In quel buio, però, è rimasta accesa una piccola luce. Una voce che mi sussurrava che non potevo arrendermi così. Non è stato facile. Non è stato veloce. E, credimi, non è stato perfetto.
Ho dovuto smettere di combattere contro il mio corpo e iniziare, finalmente, ad ascoltarlo. Ho studiato, mi sono formata come educatrice alimentare, ho cercato risposte nei libri e nei corsi con i medici, ma soprattutto le ho cercate dentro di me.


Perché lo faccio? Per te.
Oggi, quando mi guardo allo specchio, non vedo una donna perfetta. Vedo una donna che ha scelto di ripartire da sé.
Ho capito che la menopausa non è una malattia da curare, ma una fase potente da gestire senza stress. È il momento in cui togli tutto quello che non sei più e lasci emergere chi sei davvero.

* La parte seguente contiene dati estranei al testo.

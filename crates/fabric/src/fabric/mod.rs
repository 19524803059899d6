//! Bus fabric components.
//!
//! This module organizes the pieces of the multilayer interconnect: the
//! address decoder, the burst sequencer, per-master transaction engines,
//! per-slave arbiters, the slave attachment seam, and the scheduler that
//! drives them all in lock-step.

/// Address map normalization, overlap checking, and decode lookup.
pub mod addrmap;

/// Per-slave grant state and arbitration policies.
pub mod arbiter;

/// Burst address sequencing and transfer validation.
pub mod burst;

/// Per-master transaction state machine.
pub mod master;

/// Per-cycle master-to-slave route resolution.
pub mod router;

/// The fabric scheduler and its tick loop.
pub mod scheduler;

/// Wire-level request and reply structs for both port directions.
pub mod signals;

/// The slave model trait and the default detached slave.
pub mod slave;

pub use addrmap::{AddressTable, MappedRange, RangeEntry};
pub use arbiter::ArbitrationPolicy;
pub use burst::BurstCursor;
pub use master::MasterState;
pub use scheduler::{Fabric, TickOutput};
pub use signals::{MasterReply, MasterRequest, SlaveReply, SlaveRequest};
pub use slave::{NullSlave, SlaveModel};
//! Simulation building blocks.
//!
//! Provides the reference slave model and the scripted master driver used
//! to assemble testbenches around a fabric.

/// Scripted burst read/write master driver.
pub mod driver;

/// Memory slave model with programmable wait states.
pub mod memory;

pub use driver::AhbMaster;
pub use memory::AhbMemory;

Se oggi sei qui e senti che la tua energia è spenta, se pensi di essere arrivata al capolinea, ti prego: ascoltami.
Non sei finita.
Non è troppo tardi.
Quell'energia che pensi di aver perso è ancora lì, aspetta solo un varco per uscire.
Non devi fare questo percorso da sola. Io sono qui perché so quanto fa male sentirsi smarrite, e so quanto è meraviglioso tornare a sentirsi vive.
Stare bene non è un lusso. È il tuo diritto più grande. Riprendiamolo insieme.